Serendipity and Science
Category : 11th Class
(1) Serendipity is associated with scientific method and it refers to discoveries made unexpectedly or by chance.
(2) The term 'serendipity' was coined to Horace Walpole in 1754 from the title of the fairy-tale. 'The Three Princes of Serendip (a former name for Sri Lanka)', whose heroes were always making discoveries by accidents and sagacity.
(3) Louis Pasteur said that "chance favours the trained mind". because an inquisitive, enthusiastic and intuitive mind may perceive the desired direction for a discovery.
(4) In 1922 while Alexander Fleming, the British bacteriologist has a cold, allowed few drops of his nasal mucus to fall on a bacterial culture.
(5) Fleming was excited to find sometime later that the mucus could dissolve away the bacteria and the enzyme lysozyme which dissolves bacterial cells could be discovered.
(6) One of the best known antibiotics, penicillin, was discovered by Fleming in 1928 as a result of a happy accident.
(7) Fleming had been working on Staphylococcus and it happened that some spores of a mould floated into his laboratory through an open window and landed on one of his Staphylococcus colonies.
(8) To Fleming's surprise the bacteria were quickly destroyed.

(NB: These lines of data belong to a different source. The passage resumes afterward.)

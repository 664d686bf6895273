use std::collections::{BTreeMap, BTreeSet};

use crate::{Ident, IndexDef, Value, extra_keys::INDEX_RENAMED_FROM as INDEX_RENAMED_FROM_EXTRA_KEY};

pub(super) fn resolve_rename_match<'a, K, V>(
    renamed_from: Option<&K>,
    current_by_key: &'a BTreeMap<K, V>,
    matched_current_keys: &BTreeSet<K>,
) -> Option<(&'a K, &'a V)>
where
    K: Ord,
{
    let from_key = renamed_from?;
    if matched_current_keys.contains(from_key) {
        return None;
    }

    current_by_key.get_key_value(from_key)
}

pub(super) fn index_renamed_from(index: &IndexDef) -> Option<Ident> {
    let Value::String(name) = index.extra.get(INDEX_RENAMED_FROM_EXTRA_KEY)? else {
        return None;
    };

    Some(Ident::unquoted(name))
}

pub(super) fn indexes_equivalent_for_rename(desired: &IndexDef, current: &IndexDef) -> bool {
    let mut desired_normalized = desired.clone();
    desired_normalized.name = current.name.clone();
    desired_normalized
        .extra
        .remove(INDEX_RENAMED_FROM_EXTRA_KEY);

    let mut current_normalized = current.clone();
    current_normalized
        .extra
        .remove(INDEX_RENAMED_FROM_EXTRA_KEY);

    desired_normalized == current_normalized
}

(9) The mould was subsequently identified as Penicillium notatum; for this reason the active substance killing the bacteria was called penicillin.
(10) Edward Jenner, an English physician, could develop smallpox vaccine by observing that the dairymaids infected with milder cowpox are safer from infection of smallpox.
(11) In 1796, Jenner inoculated an 8-year old boy with fluid from cowpox blisters on the hand of a dairymaid, Sarah Nelms.
(12) To Jenner's surprise, the boy had become immune to smallpox and this technique of inducing immunity became known as vaccination (Latin 'vacca' means cow)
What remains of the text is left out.